Instructions to follow: Between the line containing "let key = options.credentials.require(key_name, &env)?;" and the line containing "Option<&str>, params: &[(&str, &str)])" lies a run of lines; give that run again exactly, with both of those lines, and nothing else from the entries below.

Dataset entries:
=-=-=

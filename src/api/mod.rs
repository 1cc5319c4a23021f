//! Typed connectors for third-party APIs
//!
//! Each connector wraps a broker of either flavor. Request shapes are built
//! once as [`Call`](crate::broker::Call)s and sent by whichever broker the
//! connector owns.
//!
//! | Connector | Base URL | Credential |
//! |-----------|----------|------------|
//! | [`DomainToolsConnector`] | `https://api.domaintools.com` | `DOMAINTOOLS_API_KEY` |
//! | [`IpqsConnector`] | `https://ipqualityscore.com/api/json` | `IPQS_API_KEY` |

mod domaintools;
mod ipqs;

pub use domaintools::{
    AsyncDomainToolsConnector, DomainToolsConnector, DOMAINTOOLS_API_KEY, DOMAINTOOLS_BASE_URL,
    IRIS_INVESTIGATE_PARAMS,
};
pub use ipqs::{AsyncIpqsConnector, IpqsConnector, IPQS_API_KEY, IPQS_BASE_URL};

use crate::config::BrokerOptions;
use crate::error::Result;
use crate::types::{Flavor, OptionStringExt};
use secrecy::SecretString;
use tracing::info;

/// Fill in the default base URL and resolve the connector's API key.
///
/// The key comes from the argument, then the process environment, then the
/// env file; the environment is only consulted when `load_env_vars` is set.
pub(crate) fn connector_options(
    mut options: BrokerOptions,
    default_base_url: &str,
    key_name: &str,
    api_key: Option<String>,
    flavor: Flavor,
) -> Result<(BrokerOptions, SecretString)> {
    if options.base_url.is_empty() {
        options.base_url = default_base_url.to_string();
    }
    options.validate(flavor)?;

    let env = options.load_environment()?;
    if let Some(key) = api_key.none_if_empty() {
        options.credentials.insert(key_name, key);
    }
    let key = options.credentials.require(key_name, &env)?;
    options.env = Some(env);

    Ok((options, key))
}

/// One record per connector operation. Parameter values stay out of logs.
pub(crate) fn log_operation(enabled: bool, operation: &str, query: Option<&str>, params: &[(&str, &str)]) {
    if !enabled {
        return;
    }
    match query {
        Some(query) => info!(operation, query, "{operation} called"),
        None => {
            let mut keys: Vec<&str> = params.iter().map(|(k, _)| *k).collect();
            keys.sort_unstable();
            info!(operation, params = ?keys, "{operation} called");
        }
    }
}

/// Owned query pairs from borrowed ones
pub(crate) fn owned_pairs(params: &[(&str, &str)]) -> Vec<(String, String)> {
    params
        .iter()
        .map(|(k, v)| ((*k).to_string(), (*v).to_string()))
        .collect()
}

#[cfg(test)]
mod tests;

=-=-=

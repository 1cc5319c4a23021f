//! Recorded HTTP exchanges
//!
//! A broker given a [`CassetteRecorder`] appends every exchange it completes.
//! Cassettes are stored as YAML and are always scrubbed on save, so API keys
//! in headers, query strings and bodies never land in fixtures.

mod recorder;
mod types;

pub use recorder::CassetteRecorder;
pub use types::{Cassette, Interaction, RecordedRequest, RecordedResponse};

=-=-=

Solution to this task:
    let key = options.credentials.require(key_name, &env)?;
    options.env = Some(env);

    Ok((options, key))
}

/// One record per connector operation. Parameter values stay out of logs.
pub(crate) fn log_operation(enabled: bool, operation: &str, query: Option<&str>, params: &[(&str, &str)]) {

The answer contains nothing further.